RECORDS PROVIDED:
=-=-=

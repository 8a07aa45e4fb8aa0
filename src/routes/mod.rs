// ============================================================================
// Axum Routes Module
// ============================================================================
//
// Operational HTTP surface of the worker. The worker itself is driven by
// the broker, not by HTTP.
//
// ============================================================================

mod health;

use crate::queue::BrokerConnection;
use anyhow::{Context, Result};
use axum::{Router, routing::get};
use crawler_redis::DedupStore;
use std::net::SocketAddr;
use std::sync::Arc;
use tokio_util::sync::CancellationToken;
use tracing::info;

/// Dependencies probed by /health
pub struct HealthContext {
    pub store: Arc<DedupStore>,
    pub broker: Arc<BrokerConnection>,
}

pub fn create_router(context: Arc<HealthContext>) -> Router {
    Router::new()
        .route("/health", get(health::health_check))
        .route("/metrics", get(health::metrics))
        .with_state(context)
}

/// Serve /health and /metrics until `shutdown` is cancelled
pub async fn serve(
    port: u16,
    context: Arc<HealthContext>,
    shutdown: CancellationToken,
) -> Result<()> {
    let addr = SocketAddr::from(([0, 0, 0, 0], port));
    let listener = tokio::net::TcpListener::bind(addr)
        .await
        .with_context(|| format!("Failed to bind health endpoint on {}", addr))?;

    info!(addr = %addr, "Health endpoint listening");

    axum::serve(listener, create_router(context))
        .with_graceful_shutdown(async move { shutdown.cancelled().await })
        .await
        .context("Health endpoint failed")
}
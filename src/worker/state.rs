use crate::crawler::Fetcher;
use crate::queue::BrokerConnection;
use crawler_config::Config;
use crawler_redis::DedupStore;
use std::sync::Arc;

/// Shared state for crawl job processing
pub struct WorkerState {
    pub config: Arc<Config>,
    pub store: Arc<DedupStore>,
    pub broker: Arc<BrokerConnection>,
    pub fetcher: Fetcher,
}

impl WorkerState {
    pub fn new(
        config: Arc<Config>,
        store: Arc<DedupStore>,
        broker: Arc<BrokerConnection>,
        fetcher: Fetcher,
    ) -> Self {
        Self {
            config,
            store,
            broker,
            fetcher,
        }
    }

    /// Host the crawl is confined to
    pub fn host(&self) -> &str {
        self.config.crawl.host()
    }
}
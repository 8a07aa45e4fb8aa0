// ============================================================================
// Crawling
// ============================================================================
//
// - fetch.rs - HTTP client for page bodies
// - extract.rs - same-host link extraction from HTML
//
// ============================================================================

pub mod extract;
pub mod fetch;

pub use extract::extract_urls;
pub use fetch::{FetchError, FetchedPage, Fetcher};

=-=-=

DESCRIPTION OF THE TASK:
Each record above must be output without any alteration.

TASK SOLUTION:
repository 8a07aa45e4fb8aa0
filename src/routes/mod.rs
// ============================================================================
// Axum Routes Module
// ============================================================================
//
// Operational HTTP surface of the worker. The worker itself is driven by
// the broker, not by HTTP.
//
// ============================================================================

mod health;

use crate::queue::BrokerConnection;
use anyhow::{Context, Result};
use axum::{Router, routing::get};
use crawler_redis::DedupStore;
use std::net::SocketAddr;
use std::sync::Arc;
use tokio_util::sync::CancellationToken;
use tracing::info;

/// Dependencies probed by /health
pub struct HealthContext {
    pub store: Arc<DedupStore>,
    pub broker: Arc<BrokerConnection>,
}

pub fn create_router(context: Arc<HealthContext>) -> Router {
    Router::new()
        .route("/health", get(health::health_check))
        .route("/metrics", get(health::metrics))
        .with_state(context)
}

/// Serve /health and /metrics until `shutdown` is cancelled
pub async fn serve(
    port: u16,
    context: Arc<HealthContext>,
    shutdown: CancellationToken,
) -> Result<()> {
    let addr = SocketAddr::from(([0, 0, 0, 0], port));
    let listener = tokio::net::TcpListener::bind(addr)
        .await
        .with_context(|| format!("Failed to bind health endpoint on {}", addr))?;

    info!(addr = %addr, "Health endpoint listening");

    axum::serve(listener, create_router(context))
        .with_graceful_shutdown(async move { shutdown.cancelled().await })
        .await
        .context("Health endpoint failed")
}
filename src/worker/state.rs
use crate::crawler::Fetcher;
use crate::queue::BrokerConnection;
use crawler_config::Config;
use crawler_redis::DedupStore;
use std::sync::Arc;

/// Shared state for crawl job processing
pub struct WorkerState {
    pub config: Arc<Config>,
    pub store: Arc<DedupStore>,
    pub broker: Arc<BrokerConnection>,
    pub fetcher: Fetcher,
}

impl WorkerState {
    pub fn new(
        config: Arc<Config>,
        store: Arc<DedupStore>,
        broker: Arc<BrokerConnection>,
        fetcher: Fetcher,
    ) -> Self {
        Self {
            config,
            store,
            broker,
            fetcher,
        }
    }

    /// Host the crawl is confined to
    pub fn host(&self) -> &str {
        self.config.crawl.host()
    }
}
repository 8a07aa45e4fb8aa0
// ============================================================================
// Crawling
// ============================================================================
//
// - fetch.rs - HTTP client for page bodies
// - extract.rs - same-host link extraction from HTML
//
// ============================================================================

pub mod extract;
pub mod fetch;

pub use extract::extract_urls;
pub use fetch::{FetchError, FetchedPage, Fetcher};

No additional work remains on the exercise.